It always astounds me that I can never find a recipe for something I consider a basic dish in any of my cookbooks. Admittedly, our collection of recipe books is, thus far, pretty small, but I feel the point still stands.
So I made this one up. And it was wildly successful. I know, because my sweetheart, who is not as enamoured of soups as I am
hadn't even finished her bowl before she was demanding I make it again.
It's very creamy, with a delicate flavour. And very, very filling.Notes on the recipe:
I used a masher on my potatoes rather than a blender because 1) according to the Hugh Fearnley-Whittingstall, using a blender on potatoes causes them to assume a glue-like consistency, and 2) using a blender seems like a pointless use of electricity when a masher does just as well.
If you don't have fresh sage leaves, add 1 tsp of dried to the potatoes while they cook.
This method also leaves quite large pieces of leek. I used an antique handheld beater (I like my non-electrical kitchen tools) to whisk the soup at the end to break some of the leek up so it's more evenly distributed. This way you still get some pieces of leek. It would be just as easy to use a hand blender to puree some or all of the soup for a similar effect.Potato and leek soup
1 L vegetable stock
3 large leeks, sliced into rounds
2–3 cloves garlic
3 large potatoes (about 1kg), cubed
1 tsp French mustard
1 cup fauxmilk (I use oat milk, but you could use soy or a nut milk easily)

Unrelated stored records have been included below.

//! Stable content hashing of query values.
//!
//! The byte encoding below is the cache's wire format: it must not change
//! across releases, or every existing cache entry silently misses. A
//! regression test pins the exact layout.
//!
//! Leaf encodings:
//! - integers: little-endian, fixed width
//! - booleans: one byte, `0x00` or `0x01`
//! - strings: `u64` length prefix, then UTF-8 bytes
//! - optionals: `0x00`, or `0x01` followed by the payload
//! - collections: `u64` length prefix, then each element

use camino::{Utf8Path, Utf8PathBuf};
use std::fmt;

/// A finalized cache key.
#[derive(Debug, Clone, Copy, PartialEq, Eq, Hash, PartialOrd, Ord)]
pub struct CacheKey([u8; 32]);

impl CacheKey {
    #[must_use]
    pub fn as_bytes(&self) -> &[u8; 32] {
        &self.0
    }

    #[must_use]
    pub fn from_bytes(bytes: [u8; 32]) -> Self {
        Self(bytes)
    }

    #[must_use]
    pub fn to_hex(&self) -> String {
        self.0.iter().map(|b| format!("{b:02x}")).collect()
    }
}

impl fmt::Display for CacheKey {
    fn fmt(&self, f: &mut fmt::Formatter<'_>) -> fmt::Result {
        f.write_str(&self.to_hex())
    }
}

/// Streaming hasher over a query's type identity and fields.
#[derive(Debug, Default)]
pub struct HashEncoder {
    hasher: blake3::Hasher,
}

impl HashEncoder {
    #[must_use]
    pub fn new() -> Self {
        Self::default()
    }

    /// Visit the query's type identity (`module.Type`) before its fields.
    pub fn encode_type_name(&mut self, name: &str) {
        self.encode_str(name);
    }

    pub fn encode_bytes(&mut self, bytes: &[u8]) {
        self.encode_len(bytes.len());
        self.hasher.update(bytes);
    }

    pub fn encode_str(&mut self, s: &str) {
        self.encode_bytes(s.as_bytes());
    }

    pub fn encode_len(&mut self, len: usize) {
        self.hasher.update(&(len as u64).to_le_bytes());
    }

    pub fn encode_u8(&mut self, v: u8) {
        self.hasher.update(&[v]);
    }

    pub fn encode_u32(&mut self, v: u32) {
        self.hasher.update(&v.to_le_bytes());
    }

    pub fn encode_u64(&mut self, v: u64) {
        self.hasher.update(&v.to_le_bytes());
    }

    pub fn encode_i64(&mut self, v: i64) {
        self.hasher.update(&v.to_le_bytes());
    }

    pub fn encode_bool(&mut self, v: bool) {
        self.encode_u8(u8::from(v));
    }

    #[must_use]
    pub fn finalize(self) -> CacheKey {
        CacheKey(*self.hasher.finalize().as_bytes())
    }
}

/// A value that can contribute to a query hash.
///
/// Implementations must visit every field in declaration order; adding a
/// field to a query type intentionally changes its hash.
pub trait HashEncodable {
    fn encode(&self, encoder: &mut HashEncoder);
}

impl HashEncodable for u8 {
    fn encode(&self, encoder: &mut HashEncoder) {
        encoder.encode_u8(*self);
    }
}

impl HashEncodable for u32 {
    fn encode(&self, encoder: &mut HashEncoder) {
        encoder.encode_u32(*self);
    }
}

impl HashEncodable for u64 {
    fn encode(&self, encoder: &mut HashEncoder) {
        encoder.encode_u64(*self);
    }
}

impl HashEncodable for i64 {
    fn encode(&self, encoder: &mut HashEncoder) {
        encoder.encode_i64(*self);
    }
}

impl HashEncodable for bool {
    fn encode(&self, encoder: &mut HashEncoder) {
        encoder.encode_bool(*self);
    }
}

impl HashEncodable for str {
    fn encode(&self, encoder: &mut HashEncoder) {
        encoder.encode_str(self);
    }
}

impl HashEncodable for String {
    fn encode(&self, encoder: &mut HashEncoder) {
        encoder.encode_str(self);
    }
}

impl HashEncodable for Utf8Path {
    fn encode(&self, encoder: &mut HashEncoder) {
        encoder.encode_str(self.as_str());
    }
}

impl HashEncodable for Utf8PathBuf {
    fn encode(&self, encoder: &mut HashEncoder) {
        encoder.encode_str(self.as_str());
    }
}

impl<T: HashEncodable> HashEncodable for Option<T> {
    fn encode(&self, encoder: &mut HashEncoder) {
        match self {
            None => encoder.encode_u8(0x00),
            Some(value) => {
                encoder.encode_u8(0x01);
                value.encode(encoder);
            }
        }
    }
}

impl<T: HashEncodable> HashEncodable for Vec<T> {
    fn encode(&self, encoder: &mut HashEncoder) {
        encoder.encode_len(self.len());
        for item in self {
            item.encode(encoder);
        }
    }
}

impl<T: HashEncodable + ?Sized> HashEncodable for &T {
    fn encode(&self, encoder: &mut HashEncoder) {
        (*self).encode(encoder);
    }
}

#[cfg(test)]
mod tests {
    use super::*;

    fn manual(bytes: &[u8]) -> CacheKey {
        CacheKey(*blake3::hash(bytes).as_bytes())
    }

    /// Pins the exact byte layout of the encoding. If this test breaks, the
    /// cache wire format changed and every deployed cache is invalidated.
    #[test]
    fn encoding_layout_is_pinned() {
        let mut encoder = HashEncoder::new();
        encoder.encode_type_name("queries.DownloadFileQuery");
        "https://download.example/foo-1.0.tar.gz".encode(&mut encoder);
        Utf8Path::new("/cache").encode(&mut encoder);
        let key = encoder.finalize();

        let mut expected = Vec::new();
        for s in [
            "queries.DownloadFileQuery",
            "https://download.example/foo-1.0.tar.gz",
            "/cache",
        ] {
            expected.extend((s.len() as u64).to_le_bytes());
            expected.extend(s.as_bytes());
        }
        assert_eq!(key, manual(&expected));
    }

    #[test]
    fn optional_encoding() {
        let mut encoder = HashEncoder::new();
        Option::<u64>::None.encode(&mut encoder);
        Some(7u64).encode(&mut encoder);
        let key = encoder.finalize();

        let mut expected = vec![0x00u8, 0x01];
        expected.extend(7u64.to_le_bytes());
        assert_eq!(key, manual(&expected));
    }

    #[test]
    fn collection_encoding_is_length_prefixed() {
        let mut encoder = HashEncoder::new();
        vec!["a".to_string(), "bc".to_string()].encode(&mut encoder);
        let key = encoder.finalize();

        let mut expected = Vec::new();
        expected.extend(2u64.to_le_bytes());
        expected.extend(1u64.to_le_bytes());
        expected.extend(b"a");
        expected.extend(2u64.to_le_bytes());
        expected.extend(b"bc");
        assert_eq!(key, manual(&expected));
    }

    #[test]
    fn distinct_values_produce_distinct_keys() {
        let mut a = HashEncoder::new();
        a.encode_type_name("queries.TarExtractQuery");
        "x".encode(&mut a);
        let mut b = HashEncoder::new();
        b.encode_type_name("queries.TarExtractQuery");
        "y".encode(&mut b);
        assert_ne!(a.finalize(), b.finalize());
    }

    #[test]
    fn type_name_participates_in_the_key() {
        let mut a = HashEncoder::new();
        a.encode_type_name("queries.DownloadFileQuery");
        "same".encode(&mut a);
        let mut b = HashEncoder::new();
        b.encode_type_name("queries.TarExtractQuery");
        "same".encode(&mut b);
        assert_ne!(a.finalize(), b.finalize());
    }

    #[test]
    fn hex_rendering() {
        let key = CacheKey::from_bytes([0xab; 32]);
        assert_eq!(key.to_hex(), "ab".repeat(32));
    }
}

small amount fresh sage leaves (reserve some for garnish if you fancy)
Combine leeks and garlic in a lidded pot, along with about 1/2 cup of water. Cover and cook for about 15 minutes, or until your leeks have lost their raw-onion sharpness.
Meanwhile, in a large soup pot, combine your potatoes and the stock, and simmer until the potatoes are ready-to-be-mashed done – about ten minutes. Then, add the mustard and mash enthusiastically until smooth. Add the milk, and give it a good stir – you'll probably find it's a bit thin on top and quite thick down the bottom.
Finally, add the pepper and leek mixture to the potatoes. Tear the sage leaves, or mangle them in a mortar and pestle, and add those in. Cook for a further five minutes or so and serve, garnishing as poshness requires.